Search the data for the string "MemoryStore" and gather each line it is in.

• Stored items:
%%
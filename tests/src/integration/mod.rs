mod consensus_flow;
mod recovery;
mod transfer_flow;
//! # Block Storage Subsystem
//!
//! Persistence for the node: a key-value store partitioned into six logical
//! column families, written exclusively through atomic [`WriteBatch`]es.
//!
//! ## Column Families
//!
//! - `state` - flat cache snapshot (accounts and storage slots)
//! - `trie_nodes` - hash → encoded trie node
//! - `blocks` - header by hash, full block under a `raw:` prefix
//! - `receipts` - tx hash → receipt
//! - `metadata` - latest-block pointer, commit bitmaps, misc. scalars
//! - `block_index` - big-endian height → block hash
//!
//! ## Backends
//!
//! [`MemoryStore`] for tests and ephemeral nodes, [`RocksDbStore`] for
//! production (snappy compression, bloom filters, column-family isolation).

pub mod errors;
pub mod keys;
pub mod kv;
pub mod memory;
#[cfg(feature = "rocks")]
pub mod rocks;
pub mod stores;

pub use errors::StorageError;
pub use kv::{BatchOp, ColumnFamily, KeyValueStore, WriteBatch};
pub use memory::MemoryStore;
#[cfg(feature = "rocks")]
pub use rocks::{RocksDbConfig, RocksDbStore};
pub use stores::{BlockStore, MetadataStore, ReceiptStore};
%%
• RESULT FOR THIS EXERCISE:
//! [`MemoryStore`] for tests and ephemeral nodes, [`RocksDbStore`] for
pub use memory::MemoryStore;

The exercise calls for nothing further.